- WORK TASK -
When you reach the line containing "pub struct EventBus" in the records below, start copying exactly, and stop once you have copied the line containing "if let Some(handlers)".

- EXERCISE MATERIAL -
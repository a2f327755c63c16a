//! Per-request reduction of a controller reference to one invocable.
//!
//! # Design Decisions
//! - Resolution is re-done for every request so controller instances are
//!   never shared across requests; the only side effect is the one
//!   instance construction
//! - `QualifiedName` is parsed first, then treated exactly like
//!   `TypeAndMethod`

use crate::controller::invocable::Invocable;
use crate::controller::reference::ControllerReference;
use crate::controller::registry::ControllerRegistry;
use crate::error::KernelError;

/// Reduce any reference shape to a single invocable plus its signature.
pub fn resolve(
    reference: &ControllerReference,
    registry: &ControllerRegistry,
) -> Result<Invocable, KernelError> {
    match reference {
        ControllerReference::Direct(invocable) => Ok(invocable.clone()),
        ControllerReference::TypeAndMethod(type_name, method) => {
            bind(registry, type_name, method)
        }
        ControllerReference::QualifiedName(name) => {
            let (type_name, method) = ControllerReference::parse_qualified(name)?;
            bind(registry, type_name, method)
        }
    }
}

fn bind(
    registry: &ControllerRegistry,
    type_name: &str,
    method: &str,
) -> Result<Invocable, KernelError> {
    let instance = registry.instantiate(type_name)?;
    instance
        .action(method)
        .ok_or_else(|| KernelError::ControllerMethodNotFound {
            type_name: type_name.to_string(),
            method: method.to_string(),
        })
}
//! The three equivalent shapes a controller can be referenced by.

use crate::controller::invocable::Invocable;
use crate::error::KernelError;

/// How to locate the callable unit of work for a route.
///
/// All three shapes reduce to a single [`Invocable`] at resolution time;
/// registering the same logical action under any of them produces
/// identical responses.
#[derive(Debug, Clone)]
pub enum ControllerReference {
    /// An inline function value, already invocable.
    Direct(Invocable),
    /// A registered type name plus a method name; requires instantiation
    /// then a method bind.
    TypeAndMethod(String, String),
    /// A single `"Type::method"` string, parsed into the
    /// `TypeAndMethod` shape before use.
    QualifiedName(String),
}

impl ControllerReference {
    /// Reference an inline invocable.
    pub fn direct(invocable: Invocable) -> Self {
        Self::Direct(invocable)
    }

    /// Reference a registered type and one of its methods.
    pub fn type_and_method(type_name: &str, method: &str) -> Self {
        Self::TypeAndMethod(type_name.to_string(), method.to_string())
    }

    /// Reference a controller by its `"Type::method"` qualified name.
    pub fn qualified(name: &str) -> Self {
        Self::QualifiedName(name.to_string())
    }

    /// Split a qualified name into its type and method parts.
    ///
    /// The string must contain exactly one `::` separator with non-empty
    /// text on both sides.
    pub(crate) fn parse_qualified(name: &str) -> Result<(&str, &str), KernelError> {
        let parts: Vec<&str> = name.split("::").collect();
        match parts.as_slice() {
            [type_name, method] if !type_name.is_empty() && !method.is_empty() => {
                Ok((type_name, method))
            }
            _ => Err(KernelError::InvalidControllerReference(name.to_string())),
        }
    }
}

#[cfg(test)]
mod tests {
    use super::*;

    #[test]
    fn test_parse_qualified_name() {
        let (ty, method) = ControllerReference::parse_qualified("Greeter::hello").unwrap();
        assert_eq!(ty, "Greeter");
        assert_eq!(method, "hello");
    }

    #[test]
    fn test_parse_rejects_malformed_names() {
        for bad in ["Greeter", "Greeter::", "::hello", "A::b::c", "::", ""] {
            let err = ControllerReference::parse_qualified(bad).unwrap_err();
            assert!(
                matches!(err, KernelError::InvalidControllerReference(_)),
                "{bad}"
            );
        }
    }
}
//! Built-in event subscribers.
//!
//! Collaborators (custom error pages, authorization, metrics) integrate
//! through the same seam; only request logging ships with the kernel.

use crate::events::bus::{Event, EventBus, EventKind};

/// Logs each pipeline stage through `tracing`, with kernel failures and
/// application failures at different severities.
pub struct RequestLogger;

impl RequestLogger {
    /// Attach the logger's handlers to a bus.
    pub fn attach(bus: &mut EventBus) {
        bus.subscribe(EventKind::RouteMatched, |event| {
            if let Event::RouteMatched { matched } = event {
                tracing::info!(route = matched.route_name(), "Route matched");
            }
            Ok(())
        });
        bus.subscribe(EventKind::ResponseProduced, |event| {
            if let Event::ResponseProduced { response } = event {
                tracing::info!(status = %response.status(), "Response produced");
            }
            Ok(())
        });
        bus.subscribe(EventKind::ExceptionRaised, |event| {
            if let Event::ExceptionRaised { error, state, .. } = event {
                if error.is_controller_error() {
                    tracing::error!(%error, ?state, "Controller raised an error");
                } else {
                    tracing::warn!(%error, ?state, "Dispatch failed");
                }
            }
            Ok(())
        });
    }
}
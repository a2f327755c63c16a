//! Minimal synchronous publish/subscribe bus.
//!
//! # Responsibilities
//! - Hold ordered subscriber lists per event kind
//! - Publish events synchronously, short-circuiting on subscriber failure
//!
//! # Design Decisions
//! - No global bus: each kernel owns its own, so kernels coexist in tests
//! - Subscription happens at boot (`&mut self`); publishing is `&self`
//!   and safe for concurrent in-flight requests

use std::collections::HashMap;

use crate::controller::Invocable;
use crate::error::{BoxError, KernelError};
use crate::http::Response;
use crate::kernel::DispatchState;
use crate::routing::MatchResult;

/// The pipeline points a subscriber can observe.
#[derive(Debug, Clone, Copy, PartialEq, Eq, Hash)]
pub enum EventKind {
    /// Published after a route matched, before controller resolution.
    RouteMatched,
    /// Published after the controller resolved, before argument binding.
    ControllerResolved,
    /// Published after a response exists, before it is returned.
    ResponseProduced,
    /// Published whenever the kernel transitions into its error state.
    ExceptionRaised,
}

/// An in-flight lifecycle notification.
///
/// Subscribers may mutate the carried values; the kernel continues with
/// whatever the last subscriber left in place.
#[derive(Debug)]
pub enum Event {
    /// Routing resolved for the current request.
    RouteMatched {
        /// The match; replacing it reroutes the request.
        matched: MatchResult,
    },
    /// The controller reference reduced to an invocable.
    ControllerResolved {
        /// The invocable about to be called; replaceable.
        invocable: Invocable,
        /// The match that produced it.
        matched: MatchResult,
    },
    /// A response exists for the current request.
    ResponseProduced {
        /// The outgoing response; replaceable.
        response: Response,
    },
    /// The kernel entered its error state.
    ExceptionRaised {
        /// What failed. `KernelError::Controller` marks an application
        /// failure as opposed to a kernel-internal one.
        error: KernelError,
        /// How far the state machine got before failing.
        state: DispatchState,
        /// The response the kernel will emit; replacing it installs a
        /// custom error page.
        response: Response,
    },
}

impl Event {
    /// The kind used for subscriber lookup.
    pub fn kind(&self) -> EventKind {
        match self {
            Self::RouteMatched { .. } => EventKind::RouteMatched,
            Self::ControllerResolved { .. } => EventKind::ControllerResolved,
            Self::ResponseProduced { .. } => EventKind::ResponseProduced,
            Self::ExceptionRaised { .. } => EventKind::ExceptionRaised,
        }
    }
}

type Handler = Box<dyn Fn(&mut Event) -> Result<(), BoxError> + Send + Sync>;

/// Ordered, synchronous subscriber lists per event kind.
#[derive(Default)]
pub struct EventBus {
    subscribers: HashMap<EventKind, Vec<Handler>>,
}

impl EventBus {
    /// Create a bus with no subscribers.
    pub fn new() -> Self {
        Self::default()
    }

    /// Register a handler for one event kind. Handlers run in
    /// subscription order.
    pub fn subscribe<F>(&mut self, kind: EventKind, handler: F)
    where
        F: Fn(&mut Event) -> Result<(), BoxError> + Send + Sync + 'static,
    {
        self.subscribers.entry(kind).or_default().push(Box::new(handler));
    }

    /// Invoke all handlers for the event's kind, in order. The first
    /// handler failure aborts publication and is returned to the kernel.
    pub fn publish(&self, event: &mut Event) -> Result<(), BoxError> {
        if let Some(handlers) = self.subscribers.get(&event.kind()) {
            for handler in handlers {
                handler(event)?;
            }
        }
        Ok(())
    }

    /// Number of subscribers for a kind.
    pub fn subscriber_count(&self, kind: EventKind) -> usize {
        self.subscribers.get(&kind).map_or(0, Vec::len)
    }
}

impl std::fmt::Debug for EventBus {
    fn fmt(&self, f: &mut std::fmt::Formatter<'_>) -> std::fmt::Result {
        let counts: HashMap<_, _> = self
            .subscribers
            .iter()
            .map(|(kind, handlers)| (*kind, handlers.len()))
            .collect();
        f.debug_struct("EventBus").field("subscribers", &counts).finish()
    }
}
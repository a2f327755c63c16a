//! Controller references and their resolution to invocable units.
//!
//! # Data Flow
//! ```text
//! ControllerReference (Direct | TypeAndMethod | QualifiedName)
//!     → reference.rs (parse "Type::method" strings)
//!     → registry.rs (type name → zero-argument factory)
//!     → resolver.rs (instantiate, bind method)
//!     → Return: Invocable + declared parameter list
//! ```
//!
//! # Design Decisions
//! - No runtime reflection: the `Controller` trait is the explicit
//!   signature-introspection seam, implemented natively per type
//! - Resolution happens per request; controller instances are
//!   request-scoped and never cached
//! - The registry's factories stand in for dependency-injection wiring,
//!   which is an external collaborator's concern

pub mod invocable;
pub mod reference;
pub mod registry;
pub mod resolver;

pub use invocable::{ArgValue, Invocable, Outcome, ParamSpec, ParamType};
pub use reference::ControllerReference;
pub use registry::{Controller, ControllerRegistry};
pub use resolver::resolve;
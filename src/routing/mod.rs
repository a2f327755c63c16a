//! Routing subsystem.
//!
//! # Data Flow
//! ```text
//! Incoming request path
//!     → router.rs (ordered table scan)
//!     → matcher.rs (anchored regex match, named captures)
//!     → Return: MatchResult or RouteNotFound
//!
//! Route Compilation (at boot):
//!     name + pattern + constraints + defaults
//!     → matcher.rs (compile `{name}` placeholders to named groups)
//!     → route.rs (validate constraint/default keys against placeholders)
//!     → Freeze as immutable RouteTable
//! ```
//!
//! # Design Decisions
//! - Patterns compiled once at boot, immutable at runtime
//! - Matching is anchored: full-path, trailing slash significant
//! - Deterministic: first registered match wins, no specificity scoring
//! - Registration-time failures (bad pattern, duplicate name) are fatal

pub mod matcher;
pub mod route;
pub mod router;

pub use matcher::CompiledPattern;
pub use route::Route;
pub use router::{MatchResult, RouteTable};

- RESULT OF THE TASK -
pub struct EventBus {
    subscribers: HashMap<EventKind, Vec<Handler>>,
}

impl EventBus {
    /// Create a bus with no subscribers.
    pub fn new() -> Self {
        Self::default()
    }

    /// Register a handler for one event kind. Handlers run in
    /// subscription order.
    pub fn subscribe<F>(&mut self, kind: EventKind, handler: F)
    where
        F: Fn(&mut Event) -> Result<(), BoxError> + Send + Sync + 'static,
    {
        self.subscribers.entry(kind).or_default().push(Box::new(handler));
    }

    /// Invoke all handlers for the event's kind, in order. The first
    /// handler failure aborts publication and is returned to the kernel.
    pub fn publish(&self, event: &mut Event) -> Result<(), BoxError> {
        if let Some(handlers) = self.subscribers.get(&event.kind()) {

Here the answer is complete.